The Agency undertook a comprehensive risk analysis to estimate the potential risk from disposal of solvent-contaminated wipes and laundry sludge in lined and unlined landfills. This risk analysis was subjected to external peer review, presented for public comment, and revised where appropriate. In support of this analysis, EPA:
- collected and reviewed information from a wide variety of sources to estimate the amount of the solvents contained in the wastes of concern,
- used a state-of-the-art landfill modeling to examine potential risks posed by possible releases from landfills to the air and groundwater, and
- calculated the potential risks by using the most up-to-date human health toxicity values available.
The risk analysis used conservative assumptions to ensure that potential risks from landfill disposal were assessed protectively.
The results of the final risk analysis demonstrated that solvent-contaminated wipes and sludge from laundries and dry cleaners disposed in municipal solid waste landfills with composite liners do not pose significant risk to human health and the environment for all but one of the solvents of concern (trichloroethylene, which is not eligible for the exclusion for disposable wipes). The results support the conditional exclusion for discarded solvent-contaminated wipes, which requires that the wipes be disposed in municipal landfills subject to certain design criteria, including composite liners. The final risk analysis represents a comprehensive characterization of the risk posed by the solvent-contaminated wipes. Therefore, EPA concluded that this is an appropriate basis to exclude solvent-contaminated wipes from the definition of hazardous waste.

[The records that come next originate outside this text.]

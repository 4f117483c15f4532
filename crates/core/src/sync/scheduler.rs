use std::sync::Arc;

use futures::stream::{self, StreamExt};
use log::{error, info};

use super::model::{BatchReport, SymbolUpdateResult, UpdateError};
use super::symbol::ResolvedSymbol;
use super::updater::SymbolUpdater;

/// Runs updates for many symbols with a bound on how many are in flight.
///
/// Each update is spawned on its own task only once the bound admits it, so
/// a panic inside one update is reported as that symbol's failure and the
/// rest of the batch carries on.
#[derive(Clone)]
pub struct BatchScheduler {
    updater: Arc<SymbolUpdater>,
}

impl BatchScheduler {
    pub fn new(updater: Arc<SymbolUpdater>) -> Self {
        Self { updater }
    }

    /// Update every symbol, at most `concurrency` at a time.
    ///
    /// Every input yields exactly one result; results come back in input
    /// order. A `concurrency` of zero is treated as one.
    pub async fn run(&self, symbols: Vec<ResolvedSymbol>, concurrency: usize) -> BatchReport {
        let total = symbols.len();
        let concurrency = concurrency.max(1);
        info!(
            "Starting batch update of {} symbols (concurrency {})",
            total, concurrency
        );

        let results: Vec<SymbolUpdateResult> = stream::iter(symbols)
            .map(|symbol| {
                let updater = self.updater.clone();
                async move {
                    let input = symbol.input.clone();
                    let storage = symbol.storage.clone();
                    match tokio::spawn(async move { updater.update(&symbol).await }).await {
                        Ok(result) => result,
                        Err(join_error) => {
                            error!("Update task for {} died: {}", storage, join_error);
                            SymbolUpdateResult::failed(
                                input,
                                UpdateError::Aborted {
                                    symbol: storage,
                                    message: join_error.to_string(),
                                },
                            )
                        }
                    }
                }
            })
            .buffered(concurrency)
            .collect()
            .await;

        let report = BatchReport::from_results(results);
        info!("Batch update finished: {}", report.summary());
        report
    }
}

EPA estimates that the final rule will result in a net savings of between $21.7 million and $27.8 million per year. This includes a net savings of $18.0 million per year in avoided regulatory costs and between $3.7 million and $9.9 million per year in other expected benefits, including: (1) pollution prevention and waste minimization benefits, (2) fire safety benefits, and (3) potential benefits to industrial laundries and dry cleaners from removal of the "waste" label for solvent-contaminated reusable wipes.
Under RCRA section 3006, EPA may authorize qualified states to administer the RCRA Subtitle C hazardous waste program within the state. Following authorization, the authorized state program operates in lieu of the federal regulations.
The final rule includes requirements and conditions that are less stringent than those of the base RCRA hazardous waste program. Thus, states with an authorized RCRA program, except as described below, are not required to adopt the conditional exclusions. States may, through implementation of state waiver authorities or other state laws, allow compliance with the provisions of today's rule in advance of adoption or authorization.
Of course, states cannot implement requirements that are less stringent than the federal requirements in the final rule. EPA's previous policy, that was established in the 1990s, had deferred determination of the regulatory status of solvent-contaminated wipes to the states and EPA regions (See Volume 68 of the Federal Register starting on page 65617). This deferral has resulted in the development of various state programs for solvent-contaminated wipes, particularly for reusable wipes.
Today's conditional exclusion for reusable wipes is generally consistent with many of the states' policies; however, some conditions required by the final rule may be more stringent than some existing state programs. As a result, authorized states whose programs include less stringent requirements than today's final rule are required to modify their programs to maintain consistency with the federal program per the provisions of 40 CFR section 271.21(e). In addition, any states that delineate their program for reusable wipes in guidance documents or interpretive letters will need to promulgate enforceable regulations, as required by 40 CFR section 271.7. The current state requirements remain in place until the state adopts the equivalent to these federal requirements.